I serve as an expert in legal cases that often involve pressure ulcers. Recently I have been asked, while under oath: “Did the nurses follow the 30-30 rule”? My answer is usually something like: “I’m not sure what rule you are asking about.” And of course, the lawyer enlightens me with the rule that the head of the bed should not be over 30° degrees, and the patient should be positioned at a 30° lateral angle. My response? “Oh, yes, those are common practices, but I did not know it was a ‘rule’.” In legal work, rules cannot be broken unless the reason is stated. So, it is a major gain for the plaintiff if a rule was broken and harm (the pressure ulcer) followed.
In 1994, the first pressure ulcer prevention guideline was written. In that purple book, it stated: “Keep the head of the bed below 30 degrees, if consistent with the patient’s condition,” and “Position the patient at a 30 degree lateral position”.
Those great guidelines were followed closely. Support surfaces were designed to redistribute pressure at 30° of elevation. Foam preventive dressings were designed to reduce risk on the sacrum because the sacrum is where pressure ulcers occur when the head of the bed is at 30°. Wedges were created to hold patients at 30° lateral positions.
Today, the patients who are at risk for pressure ulcers have evolved and the old positioning guidelines do not universally work. The phrase “consistent with the patient’s condition” is still significant. Patients are frequently admitted with respiratory distress and with do not intubate orders. For those patients, 30° is not enough head of bed elevation to reduce dyspnoea. They are often placed at 60–80° elevation to aid breathing.
Pressure ulcers that occur from sitting high in bed (high-Fowler’s) occur on the lower buttocks and not the sacrum. Shearing is also a significant problem in patients sitting this high up. Patients who are obese and turned to 30° lateral are still on the sacrum. Obese patients who do not have the sacrum free from the bed develop linear pressure ulcers along both buttock cheeks, sometimes with a fold mark in the soft tissue.

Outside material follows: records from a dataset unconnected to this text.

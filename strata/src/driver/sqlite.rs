//! SQLite driver built on sqlx
//!
//! The connection contract is synchronous, so each connection owns a
//! single-threaded tokio runtime and blocks on the sqlx futures. Do not use
//! it from inside another tokio runtime.

use std::fmt;
use std::str::FromStr;
use std::sync::{Arc, Mutex, MutexGuard, PoisonError};
use std::time::Duration;

use futures::TryStreamExt;
use sqlx::query::Query;
use sqlx::sqlite::{Sqlite, SqliteArguments, SqliteConnectOptions, SqliteRow};
use sqlx::{Column, ConnectOptions, Connection as _, Row, TypeInfo, ValueRef};
use strata_core::{
    escape_value, typed_params, BufferedResult, Connection, QueryResult, QuoteStyle, TypeTag,
    Value,
};
use tokio::runtime::Runtime;
use tracing::{debug, info, warn};

use crate::Result;

/// Name the driver is registered under
pub const DRIVER_NAME: &str = "sqlite3";

const PLATFORM: &str = "SQLite3";
const BUSY_TIMEOUT: Duration = Duration::from_secs(20);

#[derive(Default)]
struct State {
    conn: Option<sqlx::SqliteConnection>,
    connect_error: Option<String>,
    connect_errno: i32,
    query_error: Option<String>,
    query_errno: i32,
}

impl State {
    fn record_query_error(&mut self, err: &sqlx::Error) {
        let (code, message) = error_pair(err);
        warn!(code, error = %message, "sqlite statement failed");
        self.query_errno = code;
        self.query_error = Some(message);
    }

    fn clear_query_error(&mut self) {
        self.query_errno = 0;
        self.query_error = None;
    }
}

/// A single SQLite database connection
pub struct SqliteConnection {
    runtime: Runtime,
    state: Mutex<State>,
}

impl fmt::Debug for SqliteConnection {
    fn fmt(&self, f: &mut fmt::Formatter<'_>) -> fmt::Result {
        let state = self.lock();
        f.debug_struct("SqliteConnection")
            .field("connected", &state.conn.is_some())
            .field("connect_errno", &state.connect_errno)
            .field("query_errno", &state.query_errno)
            .finish()
    }
}

fn error_pair(err: &sqlx::Error) -> (i32, String) {
    match err {
        sqlx::Error::Database(db) => (
            db.code().and_then(|code| code.parse().ok()).unwrap_or(1),
            db.message().to_string(),
        ),
        other => (1, other.to_string()),
    }
}

fn connect_options(target: &str) -> std::result::Result<SqliteConnectOptions, sqlx::Error> {
    let options = match target {
        "" | ":memory:" => SqliteConnectOptions::from_str("sqlite::memory:")?,
        file => SqliteConnectOptions::new().filename(file),
    };
    Ok(options.create_if_missing(true).busy_timeout(BUSY_TIMEOUT))
}

fn bind_params<'q>(
    mut query: Query<'q, Sqlite, SqliteArguments<'q>>,
    params: &[(TypeTag, &Value)],
) -> Query<'q, Sqlite, SqliteArguments<'q>> {
    for (position, (tag, value)) in params.iter().enumerate() {
        query = match tag {
            TypeTag::Text => query.bind(value.as_text()),
            TypeTag::Integer => {
                let number = value.as_i64();
                warn_if_dropped(position, *tag, value, number.is_none());
                query.bind(number)
            }
            TypeTag::Float => {
                let number = value.as_f64();
                warn_if_dropped(position, *tag, value, number.is_none());
                query.bind(number)
            }
            TypeTag::Blob => query.bind(value.as_blob()),
        };
    }
    query
}

/// A non-null value with no numeric reading is bound as NULL
fn warn_if_dropped(position: usize, tag: TypeTag, value: &Value, dropped: bool) {
    if dropped && !value.is_null() {
        warn!(position, ?tag, ?value, "value is not numeric, binding NULL");
    }
}

fn decode_column(row: &SqliteRow, index: usize) -> Value {
    let type_name = match row.try_get_raw(index) {
        Ok(raw) if raw.is_null() => return Value::Null,
        Ok(raw) => raw.type_info().name().to_string(),
        Err(_) => return Value::Null,
    };

    let decoded = match type_name.as_str() {
        "INTEGER" | "BOOLEAN" => row.try_get_unchecked::<i64, _>(index).map(Value::I64),
        "REAL" | "NUMERIC" => row.try_get_unchecked::<f64, _>(index).map(Value::F64),
        "BLOB" => row.try_get_unchecked::<Vec<u8>, _>(index).map(Value::Bytes),
        _ => row.try_get_unchecked::<String, _>(index).map(Value::String),
    };
    decoded.unwrap_or(Value::Null)
}

fn buffer_rows(rows: Vec<SqliteRow>) -> BufferedResult {
    let columns = rows
        .first()
        .map(|row| {
            row.columns()
                .iter()
                .map(|column| column.name().to_string())
                .collect()
        })
        .unwrap_or_default();
    let rows = rows
        .iter()
        .map(|row| (0..row.len()).map(|index| decode_column(row, index)).collect())
        .collect();
    BufferedResult::new(columns, rows)
}

impl SqliteConnection {
    /// Open `target`, a file path or `:memory:`.
    ///
    /// Failing to open the database is not an error here: the connection
    /// reports `is_connected() == false` and exposes the reason through
    /// `connect_error`.
    pub fn open(target: &str) -> Result<Self> {
        let runtime = tokio::runtime::Builder::new_current_thread()
            .enable_all()
            .build()?;

        let mut state = State::default();
        let opened = connect_options(target);
        let opened = match opened {
            Ok(options) => runtime.block_on(options.connect()),
            Err(err) => Err(err),
        };
        match opened {
            Ok(conn) => {
                info!(path = target, "opened sqlite database");
                state.conn = Some(conn);
            }
            Err(err) => {
                let (code, message) = error_pair(&err);
                warn!(path = target, code, error = %message, "could not open sqlite database");
                state.connect_errno = code;
                state.connect_error = Some(message);
            }
        }

        Ok(Self {
            runtime,
            state: Mutex::new(state),
        })
    }

    /// Factory used by the driver registry
    pub fn open_shared(target: &str) -> Result<Arc<dyn Connection>> {
        Ok(Arc::new(Self::open(target)?))
    }

    fn lock(&self) -> MutexGuard<'_, State> {
        self.state.lock().unwrap_or_else(PoisonError::into_inner)
    }
}

impl Connection for SqliteConnection {
    fn enquire(
        &self,
        sql: &str,
        types: &str,
        values: &[Value],
    ) -> strata_core::Result<Option<Box<dyn QueryResult>>> {
        let params = typed_params(types, values)?;
        let mut state = self.lock();
        let conn = state
            .conn
            .as_mut()
            .ok_or_else(|| strata_core::Error::dead_resource("query"))?;

        debug!(sql, params = params.len(), "sqlite enquire");
        let query = bind_params(sqlx::query(sql), &params);
        let fetched: std::result::Result<Vec<SqliteRow>, sqlx::Error> =
            self.runtime.block_on(query.fetch(&mut *conn).try_collect());

        match fetched {
            Ok(rows) => {
                state.clear_query_error();
                Ok(Some(Box::new(buffer_rows(rows))))
            }
            Err(err) => {
                state.record_query_error(&err);
                Ok(None)
            }
        }
    }

    fn execute(&self, sql: &str, types: &str, values: &[Value]) -> strata_core::Result<u64> {
        let params = typed_params(types, values)?;
        let mut state = self.lock();
        let conn = state
            .conn
            .as_mut()
            .ok_or_else(|| strata_core::Error::dead_resource("query"))?;

        debug!(sql, params = params.len(), "sqlite execute");
        let query = bind_params(sqlx::query(sql), &params);
        match self.runtime.block_on(query.execute(&mut *conn)) {
            Ok(done) => {
                state.clear_query_error();
                Ok(done.rows_affected())
            }
            Err(err) => {
                state.record_query_error(&err);
                Ok(0)
            }
        }
    }

    /// SQLite has no backslash escapes; quotes are doubled instead
    fn escape(&self, value: &Value) -> String {
        escape_value(value, QuoteStyle::Standard)
    }

    fn is_connected(&self) -> bool {
        self.lock().conn.is_some()
    }

    fn connect_error(&self) -> Option<String> {
        self.lock().connect_error.clone()
    }

    fn connect_errno(&self) -> i32 {
        self.lock().connect_errno
    }

    fn query_error(&self) -> Option<String> {
        self.lock().query_error.clone()
    }

    fn query_errno(&self) -> i32 {
        self.lock().query_errno
    }

    fn platform(&self) -> &str {
        PLATFORM
    }

    fn driver(&self) -> &str {
        DRIVER_NAME
    }

    fn close(&self) {
        let conn = self.lock().conn.take();
        if let Some(conn) = conn {
            match self.runtime.block_on(conn.close()) {
                Ok(()) => info!("closed sqlite database"),
                Err(err) => warn!(error = %err, "closing sqlite database failed"),
            }
        }
    }
}

#[cfg(test)]
mod tests {
    use super::*;
    use strata_core::prelude::*;

    fn memory() -> SqliteConnection {
        SqliteConnection::open(":memory:").unwrap()
    }

    fn seeded() -> Database {
        let db = Database::new(Arc::new(memory()));
        db.execute(
            "CREATE TABLE users (id INTEGER PRIMARY KEY, name TEXT, score REAL, avatar BLOB)",
            "",
            &[],
        )
        .unwrap();
        for (name, score) in [("ann", 1.5), ("bob", 2.5), ("cy", 3.5)] {
            db.insert("users")
                .field("name", 's', name)
                .field("score", 'f', score)
                .execute()
                .unwrap();
        }
        db
    }

    #[test]
    fn test_open_memory() {
        let conn = memory();
        assert!(conn.is_connected());
        assert_eq!(conn.connect_errno(), 0);
        assert_eq!(conn.connect_error(), None);
        assert_eq!(conn.driver(), "sqlite3");
        assert_eq!(conn.platform(), "SQLite3");
    }

    #[test]
    fn test_open_failure_is_captured() {
        let conn = SqliteConnection::open("/definitely/missing/dir/app.db").unwrap();
        assert!(!conn.is_connected());
        assert_ne!(conn.connect_errno(), 0);
        assert!(conn.connect_error().is_some());
        assert!(matches!(
            conn.execute("SELECT 1", "", &[]),
            Err(strata_core::Error::DeadResource { .. })
        ));
    }

    #[test]
    fn test_insert_and_select() {
        let db = seeded();
        let mut query = db
            .select("users")
            .fields(("id", "name", "score"))
            .cond_op("score", ">", 'f', 2.0)
            .sort_asc("id");
        let mut result = query.enquire().unwrap().unwrap();

        assert_eq!(result.num_rows(), 2);
        let row = result.fetch_assoc(false).unwrap();
        assert_eq!(row["name"], Value::from("bob"));
        assert_eq!(row["score"], Value::F64(2.5));
        assert_eq!(row["id"], Value::I64(2));
        result.destroy();
        assert_eq!(result.num_rows(), 0);
    }

    #[test]
    fn test_null_and_blob_binding() {
        let db = seeded();
        db.update("users")
            .field("avatar", 'b', vec![0u8, 1, 2])
            .field("score", 'f', Value::Null)
            .cond("name", 's', "ann")
            .execute()
            .unwrap();

        let mut result = db
            .select("users")
            .fields(("avatar", "score"))
            .cond("name", 's', "ann")
            .enquire()
            .unwrap()
            .unwrap();
        let row = result.fetch(true).unwrap();
        assert_eq!(row, vec![Value::Bytes(vec![0, 1, 2]), Value::Null]);
    }

    #[test]
    fn test_non_numeric_text_binds_null() {
        let db = seeded();
        db.update("users")
            .field("score", 'f', "lots")
            .field("id", 'i', " 7 ")
            .cond("name", 's', "bob")
            .execute()
            .unwrap();
        assert_eq!(db.query_errno(), 0);

        let mut result = db
            .select("users")
            .fields(("id", "score"))
            .cond("name", 's', "bob")
            .enquire()
            .unwrap()
            .unwrap();
        assert_eq!(result.fetch(true).unwrap(), vec![Value::I64(7), Value::Null]);

        let mut result = db
            .select("users")
            .field("name")
            .cond("id", 'i', "abc")
            .enquire()
            .unwrap()
            .unwrap();
        assert_eq!(result.num_rows(), 0);
    }

    #[test]
    fn test_failed_statement_is_soft() {
        let conn = memory();
        assert!(conn.enquire("SELECT * FROM nowhere", "", &[]).unwrap().is_none());
        assert_ne!(conn.query_errno(), 0);
        assert!(conn.query_error().unwrap().contains("nowhere"));

        assert_eq!(conn.execute("UPDATE nowhere SET a = 1", "", &[]).unwrap(), 0);

        conn.execute("CREATE TABLE t (a INTEGER)", "", &[]).unwrap();
        assert_eq!(conn.query_errno(), 0);
        assert_eq!(conn.query_error(), None);
    }

    #[test]
    fn test_unknown_tag_aborts() {
        let conn = memory();
        assert!(matches!(
            conn.execute("SELECT ?", "d", &[Value::from(1)]),
            Err(strata_core::Error::UnknownParam { tag: 'd' })
        ));
    }

    #[test]
    fn test_rebind_and_execute_again() {
        let db = seeded();
        let mut update = db
            .update("users")
            .add_segment_ids(["score", "name"])
            .field("score", 'f', 0.0)
            .cond("name", 's', "");
        update.compile();

        for (name, score) in [("ann", 10.0), ("bob", 20.0), ("nobody", 30.0)] {
            let affected = update
                .set_segment_input("score", [score])
                .set_segment_input("name", [name])
                .execute()
                .unwrap();
            assert_eq!(affected, if name == "nobody" { 0 } else { 1 });
        }

        let mut result = db
            .select("users")
            .field("SUM(score)")
            .enquire()
            .unwrap()
            .unwrap();
        assert_eq!(result.fetch(true).unwrap()[0], Value::F64(33.5));
    }

    #[test]
    fn test_count_query() {
        let db = seeded();
        let mut result = db.select("users").count().enquire().unwrap().unwrap();
        assert_eq!(result.fetch(true).unwrap()[0], Value::I64(3));
    }

    #[test]
    fn test_escape_doubles_quotes() {
        let conn = memory();
        assert_eq!(conn.escape(&Value::from("a\"b'c\\")), "'a\"b''c\\'");
        assert_eq!(conn.escape(&Value::Bytes(vec![0xde, 0xad])), "X'DEAD'");
    }

    #[test]
    fn test_escaped_literal_cannot_break_out() {
        let db = seeded();
        let sql = format!(
            "SELECT name FROM users WHERE name = {}",
            db.escape("' OR 1=1 --")
        );
        let result = db.enquire(&sql, "", &[]).unwrap().unwrap();
        assert_eq!(db.query_error(), None);
        assert_eq!(result.num_rows(), 0);

        let sql = format!("SELECT name FROM users WHERE name = {}", db.escape("bob"));
        let mut result = db.enquire(&sql, "", &[]).unwrap().unwrap();
        assert_eq!(result.fetch(true).unwrap(), vec![Value::from("bob")]);

        let sql = format!("SELECT {}", db.escape("it's a \\ test"));
        let mut result = db.enquire(&sql, "", &[]).unwrap().unwrap();
        assert_eq!(result.fetch(true).unwrap(), vec![Value::from("it's a \\ test")]);
    }

    #[test]
    fn test_close() {
        let conn = memory();
        conn.close();
        assert!(!conn.is_connected());
        conn.close();
        assert!(matches!(
            conn.enquire("SELECT 1", "", &[]),
            Err(strata_core::Error::DeadResource { .. })
        ));
    }
}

We do not need a rule. Clinical judgement is needed to identify areas of risk from pressure and shear. The problem is that medical products were designed to support the 30-30 idea. Few support surfaces redistribute pressure and shear well when beyond 30°. Few preventive dressings are designed for the lower buttocks, although the heart-shaped dressings can be turned upside down to cover the buttocks.
Lawyers like rules. They are black and white, they were either followed or they were not. And if proof can be made that the pressure ulcer formed from not following the rule, the jury’s work is somewhat easier.
Change is needed. Products should be designed so that they can be modified to fit the patient’s condition. That means better support surfaces for head of bed positioning over 30° elevation that reduce pressure and shear, wedges that have marks on them to indicate the likely position of the pelvis, and dressings that come with instructions on how to pad the lower buttocks.